WHAT IS BEING ASKED> Each line of the data below from the one holding "pub fn with_timeout(address: impl" to the one holding "POST a login", inclusive, is to be reproduced exactly; no other line belongs in the answer.

(Stored data entries)
//! HTTP plumbing for talking to Vault.
//!
//! Every request goes through [`VaultClient`], which owns the base address and
//! maps responses onto [`VaultError`]: network failures become `Transport`,
//! 401/403 become `Authorization`, any other non-2xx becomes
//! `UnexpectedStatus`, and bodies that fail to parse become `Decode`.

use std::time::Duration;

use reqwest::{Client, RequestBuilder, Response, StatusCode};
use secrecy::{ExposeSecret, SecretString};
use serde::de::DeserializeOwned;
use serde::{Deserialize, Serialize};

use crate::auth::AuthResult;
use crate::error::{Result, VaultError};
use crate::secret::{SecretResponse, SecretSnapshot};

const TOKEN_HEADER: &str = "X-Vault-Token";

/// Vault's standard error body.
#[derive(Debug, Deserialize)]
struct ErrorBody {
    #[serde(default)]
    errors: Vec<String>,
}

#[derive(Debug, Deserialize)]
struct LoginResponse {
    #[serde(default)]
    auth: Option<LoginAuth>,
}

#[derive(Debug, Deserialize)]
struct LoginAuth {
    client_token: String,
    #[serde(default)]
    renewable: bool,
    #[serde(default)]
    lease_duration: u64,
}

/// A Vault endpoint plus the HTTP client used to reach it.
#[derive(Debug, Clone)]
pub struct VaultClient {
    http: Client,
    address: String,
}

impl VaultClient {
    pub fn new(address: impl Into<String>, http: Client) -> Self {
        let address = address.into().trim_end_matches('/').to_string();
        Self { http, address }
    }

    /// Build a client with its own connection pool and a per-request timeout.
    pub fn with_timeout(address: impl Into<String>, timeout: Duration) -> Result<Self> {
        let http = Client::builder().timeout(timeout).build().map_err(|e| {
            VaultError::Configuration(format!("failed to build http client: {e}"))
        })?;
        Ok(Self::new(address, http))
    }

    pub fn address(&self) -> &str {
        &self.address
    }

    /// `{address}/v1/{path}`
    pub fn url(&self, path: &str) -> String {
        format!("{}/v1/{}", self.address, path.trim_start_matches('/'))
    }

    /// POST a login body to `auth/...` and decode the `auth` block.
    pub async fn login<B: Serialize + ?Sized>(&self, path: &str, body: &B) -> Result<AuthResult> {
        let url = self.url(path);
        let response: LoginResponse = self.send(&url, self.http.post(&url).json(body)).await?;
        auth_result(&url, response)
    }

    /// GET an `auth/...` endpoint whose response carries an `auth` block.
    pub async fn login_get(&self, path: &str, query: &[(&str, &str)]) -> Result<AuthResult> {
        let url = self.url(path);
        let response: LoginResponse = self.send(&url, self.http.get(&url).query(query)).await?;
        auth_result(&url, response)
    }

    /// POST an unauthenticated body and decode the whole response.
    pub async fn write<B, T>(&self, path: &str, body: &B) -> Result<T>
    where
        B: Serialize + ?Sized,
        T: DeserializeOwned,
    {
        let url = self.url(path);
        self.send(&url, self.http.post(&url).json(body)).await
    }

    /// Read the secret at `path` using `token`.
    pub async fn read_secret(&self, path: &str, token: &SecretString) -> Result<SecretSnapshot> {
        let url = self.url(path);
        let request = self
            .http
            .get(&url)
            .header(TOKEN_HEADER, token.expose_secret());
        let body: SecretResponse = self.send(&url, request).await?;
        SecretSnapshot::from_response(path, &url, body)
    }

    async fn send<T: DeserializeOwned>(&self, url: &str, request: RequestBuilder) -> Result<T> {
        let response = request.send().await.map_err(|source| VaultError::Transport {
            url: url.to_string(),
            source,
        })?;
        decode_response(url, response).await
    }
}

async fn decode_response<T: DeserializeOwned>(url: &str, response: Response) -> Result<T> {
    let status = response.status();
    let body = response
        .text()
        .await
        .map_err(|source| VaultError::Transport {
            url: url.to_string(),
            source,
        })?;

    if !status.is_success() {
        let message = error_message(&body);
        return Err(match status {
            StatusCode::UNAUTHORIZED | StatusCode::FORBIDDEN => VaultError::Authorization {
                url: url.to_string(),
                status,
                message,
            },
            _ => VaultError::UnexpectedStatus {
                url: url.to_string(),
                status,
                message,
            },
        });
    }

    serde_json::from_str(&body).map_err(|e| VaultError::decode(url, e))
}

fn auth_result(url: &str, response: LoginResponse) -> Result<AuthResult> {
    let auth = response
        .auth
        .ok_or_else(|| VaultError::shape(url, "response carried no auth block"))?;
    if auth.client_token.is_empty() {
        return Err(VaultError::shape(url, "auth block carried an empty client_token"));
    }
    Ok(AuthResult::new(
        SecretString::from(auth.client_token),
        auth.renewable,
        Duration::from_secs(auth.lease_duration),
    ))
}

/// Pull the server's reason out of an error body, falling back to the raw text.
fn error_message(body: &str) -> String {
    match serde_json::from_str::<ErrorBody>(body) {
        Ok(parsed) if !parsed.errors.is_empty() => parsed.errors.join("; "),
        _ if body.trim().is_empty() => "empty response body".to_string(),
        _ => body.trim().to_string(),
    }
}
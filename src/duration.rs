//! Human-readable durations for configuration values ("500ms", "30s", "5m").

use std::time::Duration;

use anyhow::{Context, Result};
use serde::{de, Deserialize, Deserializer, Serializer};

const UNITS: [(&str, u64); 5] = [
    ("ms", 1),
    ("s", 1_000),
    ("m", 60 * 1_000),
    ("h", 60 * 60 * 1_000),
    ("d", 24 * 60 * 60 * 1_000),
];

/// Parse a duration string like "250ms", "30s", "5m", "1h" or "1d".
///
/// The input is case-insensitive and surrounding whitespace is ignored.
///
/// ```
/// use evergreen_vault::duration::parse_duration;
/// use std::time::Duration;
///
/// assert_eq!(parse_duration("250ms").unwrap(), Duration::from_millis(250));
/// assert_eq!(parse_duration("5m").unwrap(), Duration::from_secs(300));
/// ```
pub fn parse_duration(s: &str) -> Result<Duration> {
    let s = s.trim().to_lowercase();
    let split = s
        .find(|c: char| !c.is_ascii_digit())
        .context("Duration must end with ms, s, m, h or d")?;
    let (num, unit) = s.split_at(split);

    let factor = UNITS
        .iter()
        .find(|(name, _)| *name == unit)
        .map(|(_, factor)| *factor)
        .with_context(|| format!("Unknown duration unit {unit:?}"))?;

    let num: u64 = num.parse().context("Invalid number in duration")?;
    let millis = num.checked_mul(factor).context("Duration is too large")?;

    Ok(Duration::from_millis(millis))
}

/// Format a duration using the largest unit that divides it evenly.
pub fn format_duration(d: Duration) -> String {
    let millis = d.as_millis();
    if millis == 0 {
        return "0s".to_string();
    }

    UNITS
        .iter()
        .rev()
        .find(|(_, factor)| millis % u128::from(*factor) == 0)
        .map(|(unit, factor)| format!("{}{unit}", millis / u128::from(*factor)))
        .unwrap_or_else(|| format!("{millis}ms"))
}

/// Serde deserializer accepting either a duration string or a bare number of seconds.
///
/// Use with `#[serde(deserialize_with = "deserialize_duration")]`.
pub fn deserialize_duration<'de, D>(deserializer: D) -> Result<Duration, D::Error>
where
    D: Deserializer<'de>,
{
    #[derive(Deserialize)]
    #[serde(untagged)]
    enum Raw {
        Seconds(u64),
        Text(String),
    }

    match Raw::deserialize(deserializer)? {
        Raw::Seconds(secs) => Ok(Duration::from_secs(secs)),
        Raw::Text(s) => parse_duration(&s).map_err(de::Error::custom),
    }
}

pub fn serialize_duration<S>(d: &Duration, serializer: S) -> Result<S::Ok, S::Error>
where
    S: Serializer,
{
    serializer.serialize_str(&format_duration(*d))
}
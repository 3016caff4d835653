//! Background refresh for renewable secrets.
//!
//! An [`EvergreenSecret`] starts from a snapshot that was just fetched and
//! re-reads the same path each time the lease runs out. Readers always see a
//! complete snapshot: the refresh swaps one `Arc` for another, and a failed
//! refresh leaves the previous value in place.

use std::sync::atomic::{AtomicBool, AtomicU64, Ordering};
use std::sync::{Arc, Mutex, PoisonError};

use tokio::time::Instant;
use tracing::Instrument;

use crate::manager::Background;
use crate::report::Origin;
use crate::secret::{SecretData, SecretSnapshot};
use crate::token::TokenLifecycle;

pub struct EvergreenSecret {
    path: String,
    current: Mutex<Arc<SecretSnapshot>>,
    refreshes: AtomicU64,
    running: AtomicBool,
}

impl EvergreenSecret {
    /// Wrap `snapshot` and start refreshing it in the background.
    pub(crate) fn spawn(
        snapshot: SecretSnapshot,
        token: Arc<TokenLifecycle>,
        background: &Background,
    ) -> Arc<Self> {
        let secret = Arc::new(Self {
            path: snapshot.path.clone(),
            current: Mutex::new(Arc::new(snapshot)),
            refreshes: AtomicU64::new(0),
            running: AtomicBool::new(true),
        });

        let span = tracing::info_span!("evergreen_refresh", path = %secret.path);
        background
            .tracker
            .spawn(secret.clone().run(token, background.clone()).instrument(span));
        secret
    }

    pub fn path(&self) -> &str {
        &self.path
    }

    /// The latest successfully fetched snapshot.
    pub fn current(&self) -> Arc<SecretSnapshot> {
        self.current
            .lock()
            .unwrap_or_else(PoisonError::into_inner)
            .clone()
    }

    /// A copy of the latest payload.
    pub fn get(&self) -> SecretData {
        self.current().data.clone()
    }

    /// Successful refreshes since the first fetch.
    pub fn refreshes(&self) -> u64 {
        self.refreshes.load(Ordering::Relaxed)
    }

    /// Whether the refresh loop is still running.
    pub fn is_running(&self) -> bool {
        self.running.load(Ordering::SeqCst)
    }

    fn replace(&self, snapshot: SecretSnapshot) {
        *self.current.lock().unwrap_or_else(PoisonError::into_inner) = Arc::new(snapshot);
    }

    async fn run(self: Arc<Self>, token: Arc<TokenLifecycle>, background: Background) {
        let Background {
            client,
            reporter,
            policy,
            cancel,
            ..
        } = background;
        let mut backoff = policy.backoff();
        let mut deadline = {
            let first = self.current();
            first.fetched + policy.schedule(first.lease_duration)
        };

        loop {
            tokio::select! {
                _ = cancel.cancelled() => break,
                _ = tokio::time::sleep_until(deadline) => {}
            }

            tracing::debug!("refreshing secret");
            let outcome = tokio::select! {
                _ = cancel.cancelled() => break,
                outcome = async {
                    let token = token.token();
                    client.read_secret(&self.path, &token).await
                } => outcome,
            };

            match outcome {
                Ok(snapshot) => {
                    backoff.reset();
                    let renewable = snapshot.renewable;
                    deadline = snapshot.fetched + policy.schedule(snapshot.lease_duration);
                    tracing::debug!(
                        lease_secs = snapshot.lease_duration.as_secs(),
                        "secret refreshed"
                    );
                    self.replace(snapshot);
                    self.refreshes.fetch_add(1, Ordering::Relaxed);

                    if !renewable {
                        tracing::info!("secret is no longer renewable; stopping refresh");
                        break;
                    }
                }
                Err(error) => {
                    let delay = backoff.next_delay();
                    reporter.report(Origin::Secret(self.path.clone()), error);
                    deadline = Instant::now() + delay;
                }
            }
        }

        self.running.store(false, Ordering::SeqCst);
        tracing::debug!("secret refresh stopped");
    }
}

impl std::fmt::Debug for EvergreenSecret {
    fn fmt(&self, f: &mut std::fmt::Formatter<'_>) -> std::fmt::Result {
        f.debug_struct("EvergreenSecret")
            .field("path", &self.path)
            .field("refreshes", &self.refreshes())
            .field("running", &self.is_running())
            .finish_non_exhaustive()
    }
}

RESULT BELOW>
    pub fn with_timeout(address: impl Into<String>, timeout: Duration) -> Result<Self> {
        let http = Client::builder().timeout(timeout).build().map_err(|e| {
            VaultError::Configuration(format!("failed to build http client: {e}"))
        })?;
        Ok(Self::new(address, http))
    }

    pub fn address(&self) -> &str {
        &self.address
    }

    /// `{address}/v1/{path}`
    pub fn url(&self, path: &str) -> String {
        format!("{}/v1/{}", self.address, path.trim_start_matches('/'))
    }

    /// POST a login body to `auth/...` and decode the `auth` block.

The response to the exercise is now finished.